⟨

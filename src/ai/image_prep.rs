//! 图片预处理
//!
//! LLaVA 在 672x672、336x1344 或 1344x336 的输入上效果最好，
//! 这里统一缩放到 672x672 并重新编码为 JPEG。

use image::codecs::jpeg::JpegEncoder;
use image::imageops::FilterType;
use image::{DynamicImage, ImageReader, ImageResult};
use std::path::Path;
use tracing::debug;

/// 发送给模型的图片尺寸
pub const VLM_IMAGE_SIZE: (u32, u32) = (672, 672);

/// 重新编码的 JPEG 质量
const JPEG_QUALITY: u8 = 75;

/// 读取并预处理图片，返回 JPEG 字节
pub fn prepare_image(path: &Path) -> ImageResult<Vec<u8>> {
    let img = ImageReader::open(path)?.with_guessed_format()?.decode()?;
    debug!(
        "Loaded {} ({}x{})",
        path.display(),
        img.width(),
        img.height()
    );
    encode_for_vlm(&img)
}

/// 缩放并编码为 JPEG
pub fn encode_for_vlm(img: &DynamicImage) -> ImageResult<Vec<u8>> {
    let (width, height) = VLM_IMAGE_SIZE;
    let resized = img.resize_exact(width, height, FilterType::Lanczos3).to_rgb8();

    let mut buffer = Vec::new();
    let encoder = JpegEncoder::new_with_quality(&mut buffer, JPEG_QUALITY);
    resized.write_with_encoder(encoder)?;
    Ok(buffer)
}
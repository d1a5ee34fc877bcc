use jwt_roundtrip_check::check::TokenRoundTripCheck;
use jwt_roundtrip_check::AppConfig;
use std::process::ExitCode;
use tracing::{error, info, Level};

fn main() -> ExitCode {
    // Initialize tracing for logging
    tracing_subscriber::fmt()
        .with_max_level(Level::INFO)
        .init();

    info!("Starting JWT round-trip check...");

    // Load configuration from environment
    let config = AppConfig::from_env();
    info!("Configuration loaded (token TTL: {}s)", config.token_ttl_secs);

    let check = TokenRoundTripCheck::new(&config);
    match check.run() {
        Ok(true) => ExitCode::SUCCESS,
        Ok(false) => ExitCode::FAILURE,
        Err(e) => {
            error!("❌ Token signing failed: {}", e);
            ExitCode::FAILURE
        }
    }
}
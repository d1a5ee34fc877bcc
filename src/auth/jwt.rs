// JWT signing and verification backed by the jsonwebtoken crate
use crate::auth::Claims;
use crate::Result;
use jsonwebtoken::{decode, encode, Algorithm, DecodingKey, EncodingKey, Header, Validation};

pub struct JwtService {
    secret: String,
    algorithm: Algorithm,
}

impl JwtService {
    pub fn new(secret: String, algorithm: Algorithm) -> Self {
        Self { secret, algorithm }
    }

    pub fn encode_token(&self, claims: &Claims) -> Result<String> {
        let token = encode(
            &Header::new(self.algorithm),
            claims,
            &EncodingKey::from_secret(self.secret.as_bytes()),
        )?;
        Ok(token)
    }

    /// Verify the signature, expiry and header algorithm, returning the
    /// decoded claims. Only the configured algorithm is accepted.
    pub fn decode_token(&self, token: &str) -> Result<Claims> {
        let mut validation = Validation::new(self.algorithm);
        // exp is compared against the wall clock with no slack
        validation.leeway = 0;

        let data = decode::<Claims>(
            token,
            &DecodingKey::from_secret(self.secret.as_bytes()),
            &validation,
        )?;
        Ok(data.claims)
    }
}

#[cfg(test)]
mod tests {
    use super::*;
    use crate::AppError;

    fn sample_claims(ttl_secs: i64) -> Claims {
        Claims::new("frontenduser", 0, "frontend@example.com", ttl_secs)
    }

    #[test]
    fn test_roundtrip_preserves_claims() {
        let service = JwtService::new("qwqw".to_string(), Algorithm::HS256);
        let claims = sample_claims(86400);

        let token = service.encode_token(&claims).expect("encoding should succeed");
        assert_eq!(token.split('.').count(), 3, "token should have three segments");

        let decoded = service.decode_token(&token).expect("decoding should succeed");
        assert_eq!(decoded, claims);
    }

    #[test]
    fn test_wrong_secret_is_rejected() {
        let signer = JwtService::new("qwqw".to_string(), Algorithm::HS256);
        let verifier = JwtService::new("wrong".to_string(), Algorithm::HS256);

        let token = signer.encode_token(&sample_claims(86400)).unwrap();
        match verifier.decode_token(&token) {
            Err(AppError::SignatureMismatch(_)) => {}
            other => panic!("expected signature mismatch, got {:?}", other),
        }
    }

    #[test]
    fn test_expired_token_is_rejected() {
        let service = JwtService::new("qwqw".to_string(), Algorithm::HS256);

        // issued two hours ago, expired one hour ago
        let mut claims = sample_claims(86400);
        claims.iat -= 7200;
        claims.exp = claims.iat + 3600;

        let token = service.encode_token(&claims).unwrap();
        match service.decode_token(&token) {
            Err(AppError::TokenExpired(_)) => {}
            other => panic!("expected expired token, got {:?}", other),
        }
    }

    #[test]
    fn test_algorithm_is_pinned() {
        let signer = JwtService::new("qwqw".to_string(), Algorithm::HS384);
        let verifier = JwtService::new("qwqw".to_string(), Algorithm::HS256);

        let token = signer.encode_token(&sample_claims(86400)).unwrap();
        match verifier.decode_token(&token) {
            Err(AppError::AlgorithmMismatch(_)) => {}
            other => panic!("expected algorithm mismatch, got {:?}", other),
        }
    }

    #[test]
    fn test_garbage_token_is_malformed() {
        let service = JwtService::new("qwqw".to_string(), Algorithm::HS256);

        match service.decode_token("not-a-token") {
            Err(AppError::MalformedToken(_)) => {}
            other => panic!("expected malformed token, got {:?}", other),
        }
    }
}
pub mod jwt;

pub use jwt::JwtService;

use chrono::Utc;
use serde::{Deserialize, Serialize};

/// Claims carried inside the signed token.
/// `role` follows the backend's convention: 0 = frontend user, 1 = admin.
#[derive(Debug, Clone, PartialEq, Eq, Serialize, Deserialize)]
pub struct Claims {
    pub sub: String,
    pub iat: i64,
    pub exp: i64,
    pub role: i32,
    pub email: String,
}

impl Claims {
    /// Build a payload issued now and expiring `ttl_secs` from now.
    pub fn new(sub: &str, role: i32, email: &str, ttl_secs: i64) -> Self {
        let iat = Utc::now().timestamp();
        Self {
            sub: sub.to_string(),
            iat,
            exp: iat + ttl_secs,
            role,
            email: email.to_string(),
        }
    }
}
use std::env;

pub const DEFAULT_JWT_SECRET: &str = "qwqw";
pub const DEFAULT_TOKEN_TTL_SECS: i64 = 86400;

#[derive(Debug, Clone)]
pub struct AppConfig {
    pub jwt_secret: String,
    pub token_ttl_secs: i64,
}

impl AppConfig {
    pub fn from_env() -> Self {
        Self {
            jwt_secret: env::var("JWT_SECRET").unwrap_or_else(|_| DEFAULT_JWT_SECRET.to_string()),
            token_ttl_secs: env::var("JWT_EXPIRATION")
                .unwrap_or_else(|_| DEFAULT_TOKEN_TTL_SECS.to_string())
                .parse()
                .unwrap_or(DEFAULT_TOKEN_TTL_SECS),
        }
    }
}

⟩

◆ **PROBLEM TO SOLVE**:
Check each line of the records for the string "frontend" and copy those that have it.

◆ **SOLUTION TO THIS TASK**:
        Claims::new("frontenduser", 0, "frontend@example.com", ttl_secs)
/// `role` follows the backend's convention: 0 = frontend user, 1 = admin.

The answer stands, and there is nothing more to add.